Ameliyat olduğuna inanmayıp doktorunu dava etti

02.06.2021
18
Okuma Süresi: 9 dakika
A+
A-

Ameliyat olduğuna inanmayıp hekimini dava etti -V-notes tekniği hem ağrısız hem izsiz -Kadın Hastalıkları ve Doğum Uzmanı Op. Dr. Gayem Çelik …

Ameliyat olduğuna inanmayıp doktorunu dava etti

Ameliyat olduğuna inanmayıp hekimini dava etti

-V-notes tekniği hem ağrısız hem izsiz

-Kadın Hastalıkları ve Doğum Uzmanı Op. Dr. Gayem Çelik: “Bir hasta, ameliyat sonrası karın üzerinde iz olmadığı ve ağrı hissetmediği için ameliyat olduğuna inanmayıp tabibini dava etti”

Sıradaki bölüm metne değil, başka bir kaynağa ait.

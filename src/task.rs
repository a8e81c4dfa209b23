//! A single pipeline task: a prompt template bound to an agent, plus the
//! record of its execution.

use std::collections::HashMap;

use chrono::{DateTime, Utc};
use md5::{Digest, Md5};
use serde::{Deserialize, Serialize};
use serde_json::Value;
use uuid::Uuid;

use crate::project::TaskConfig;
use crate::utilities::string_utils::interpolate_only;

/// The result of an executed task.
#[derive(Debug, Clone, Serialize, Deserialize)]
pub struct TaskOutput {
    /// Description of the task as executed (post-interpolation).
    pub description: String,
    /// Name of the task.
    pub name: String,
    /// Summary auto-generated from the description.
    pub summary: String,
    /// Raw model or stage output.
    pub raw: String,
    /// Parsed structured output, when the stage produced one.
    pub json_value: Option<Value>,
    /// Agent that executed the task.
    pub agent: String,
}

impl TaskOutput {
    pub fn new(description: String, name: String, agent: String, raw: String) -> Self {
        let summary = Self::generate_summary(&description);
        Self {
            description,
            name,
            summary,
            raw,
            json_value: None,
            agent,
        }
    }

    pub fn with_json(mut self, value: Value) -> Self {
        self.json_value = Some(value);
        self
    }

    /// First 10 words of the description plus an ellipsis.
    fn generate_summary(description: &str) -> String {
        let excerpt: String = description
            .split_whitespace()
            .take(10)
            .collect::<Vec<&str>>()
            .join(" ");
        format!("{excerpt}...")
    }
}

/// A task to be executed by one pipeline stage.
#[derive(Debug, Clone, Serialize, Deserialize)]
pub struct Task {
    /// Unique identifier for this task instance.
    pub id: Uuid,
    /// Configured task name (e.g. `meditation_design_task`).
    pub name: String,
    /// Descriptive text detailing the task's purpose, post-interpolation.
    pub description: String,
    /// Clear definition of the expected outcome, post-interpolation.
    pub expected_output: String,
    /// Name of the agent responsible for execution.
    pub agent: String,
    /// Output, once executed.
    pub output: Option<TaskOutput>,
    /// Start time of the task execution.
    pub start_time: Option<DateTime<Utc>>,
    /// End time of the task execution.
    pub end_time: Option<DateTime<Utc>>,

    #[serde(skip)]
    original_description: Option<String>,
    #[serde(skip)]
    original_expected_output: Option<String>,
}

impl Task {
    /// Create a task from its YAML configuration.
    pub fn from_config(name: &str, config: &TaskConfig) -> Self {
        Self {
            id: Uuid::new_v4(),
            name: name.to_string(),
            description: config.description.trim().to_string(),
            expected_output: config.expected_output.trim().to_string(),
            agent: config.agent.clone(),
            output: None,
            start_time: None,
            end_time: None,
            original_description: None,
            original_expected_output: None,
        }
    }

    /// Interpolate `{placeholder}` inputs into the description and expected
    /// output, keeping the originals for re-interpolation.
    pub fn interpolate_inputs(&mut self, inputs: &HashMap<String, String>) -> Result<(), String> {
        if self.original_description.is_none() {
            self.original_description = Some(self.description.clone());
        }
        if self.original_expected_output.is_none() {
            self.original_expected_output = Some(self.expected_output.clone());
        }

        if let Some(ref original) = self.original_description {
            self.description = interpolate_only(original, inputs)?;
        }
        if let Some(ref original) = self.original_expected_output {
            self.expected_output = interpolate_only(original, inputs)?;
        }
        Ok(())
    }

    /// Generate the task prompt.
    pub fn prompt(&self) -> String {
        format!(
            "{}\nExpected Output: {}",
            self.description, self.expected_output
        )
    }

    /// Compute the key property (MD5 hash of description|expected_output),
    /// stable across interpolation.
    pub fn key(&self) -> String {
        let description = self
            .original_description
            .as_deref()
            .unwrap_or(&self.description);
        let expected = self
            .original_expected_output
            .as_deref()
            .unwrap_or(&self.expected_output);

        let mut hasher = Md5::new();
        hasher.update(format!("{description}|{expected}").as_bytes());
        format!("{:x}", hasher.finalize())
    }

    pub fn mark_started(&mut self) {
        self.start_time = Some(Utc::now());
    }

    pub fn mark_completed(&mut self, output: TaskOutput) {
        self.output = Some(output);
        self.end_time = Some(Utc::now());
    }

    /// Execution duration in seconds, once both timestamps are set.
    pub fn execution_duration(&self) -> Option<f64> {
        match (self.start_time, self.end_time) {
            (Some(start), Some(end)) => Some((end - start).num_milliseconds() as f64 / 1000.0),
            _ => None,
        }
    }
}

#[cfg(test)]
mod tests {
    use super::*;

    fn config() -> TaskConfig {
        TaskConfig {
            description: "Design a {duration}-minute session on {theme}.".into(),
            expected_output: "A JSON object.".into(),
            agent: "meditation_designer".into(),
        }
    }

    fn inputs() -> HashMap<String, String> {
        let mut map = HashMap::new();
        map.insert("duration".to_string(), "10".to_string());
        map.insert("theme".to_string(), "clarity".to_string());
        map
    }

    #[test]
    fn test_interpolation_replaces_placeholders() {
        let mut task = Task::from_config("meditation_design_task", &config());
        task.interpolate_inputs(&inputs()).unwrap();
        assert_eq!(task.description, "Design a 10-minute session on clarity.");
        assert!(task.prompt().contains("Expected Output: A JSON object."));
    }

    #[test]
    fn test_key_stable_across_interpolation() {
        let mut task = Task::from_config("meditation_design_task", &config());
        let before = task.key();
        task.interpolate_inputs(&inputs()).unwrap();
        assert_eq!(task.key(), before);
    }

    #[test]
    fn test_reinterpolation_uses_original_template() {
        let mut task = Task::from_config("meditation_design_task", &config());
        task.interpolate_inputs(&inputs()).unwrap();
        let mut second = inputs();
        second.insert("theme".to_string(), "rest".to_string());
        task.interpolate_inputs(&second).unwrap();
        assert_eq!(task.description, "Design a 10-minute session on rest.");
    }

    #[test]
    fn test_output_summary() {
        let output = TaskOutput::new(
            "Design the structure of a ten minute meditation session on clarity today"
                .into(),
            "meditation_design_task".into(),
            "meditation_designer".into(),
            "{}".into(),
        );
        assert!(output.summary.ends_with("..."));
        assert_eq!(output.summary.split_whitespace().count(), 10);
    }
}
/// Anything that can end a generation run.
#[derive(Debug, Error)]
pub enum GenerationError {
    #[error(transparent)]
    Config(#[from] ConfigError),

    #[error("template interpolation failed: {0}")]
    Interpolation(String),

    #[error(transparent)]
    Llm(#[from] LlmError),

    #[error(transparent)]
    Tool(#[from] ToolError),

    #[error("serializing stage output failed: {0}")]
    Serialization(#[from] serde_json::Error),

    #[error("{stage} stage returned malformed output: {message}")]
    MalformedOutput { stage: Stage, message: String },

    #[error(transparent)]
    Structure(#[from] StructureError),

    #[error(transparent)]
    Content(#[from] ContentError),

    #[error(transparent)]
    Timing(#[from] TimingError),

    #[error(transparent)]
    Vocabulary(#[from] VocabularyError),

    #[error(transparent)]
    Session(#[from] SessionError),
}

/// Everything a finished run produced, stage by stage.
#[derive(Debug)]
pub struct CrewOutput {
    pub structure: MeditationStructure,
    pub content: MeditationContent,
    pub timing: MeditationTiming,
    /// The boundary artifact handed to the external executor.
    pub session: SessionDocument,
    pub tasks_output: Vec<TaskOutput>,
}

/// The four-stage meditation generation crew.
pub struct MeditationCrew {
    pub id: Uuid,
    pub name: String,
    pub process: Process,
    pub verbose: bool,
    pub guardrail_max_retries: u32,
    config: CrewConfig,
    llm: Arc<dyn BaseLLM>,
    step_callback: Option<StepCallback>,
}

impl std::fmt::Debug for MeditationCrew {
    fn fmt(&self, f: &mut std::fmt::Formatter<'_>) -> std::fmt::Result {
        f.debug_struct("MeditationCrew")
            .field("id", &self.id)
            .field("name", &self.name)
            .field("process", &self.process)
            .field("verbose", &self.verbose)
            .field("guardrail_max_retries", &self.guardrail_max_retries)
            .finish_non_exhaustive()
    }
}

İZMİR – Rahim içerisinde oluşan 5 santimlik miyomu nedeniyle ağrı, ağır kanama ve kansızlık şikayetiyle doktora başvuran 48 yaşındaki Ebru Sayeroğlu’nun, V-notes tekniği ile doğal açıklıktan girilerek rahmi ve yumurtalıkları alındı. Dünyada yeni uygulanmaya başlayan teknik sayesinde hastalarda kesi izi ve ağrı oluşmadığını belirten Bayan Hastalıkları ve Doğum Uzmanı Op. Dr. Gayem Çelik, “Hatta bir hasta, ameliyat sonrası karın üzerinde iz olmadığı ve ağrı hissetmediği için ameliyat olduğuna inanmayıp tabibini dava etti. Daha sonra içerisinden çıkan organların fotoğrafları ile bunu kanıtladılar. Bu kadar ağrısız ve izsiz bir cerrahinin insanları şaşırtması kelam konusu olabiliyor” dedi.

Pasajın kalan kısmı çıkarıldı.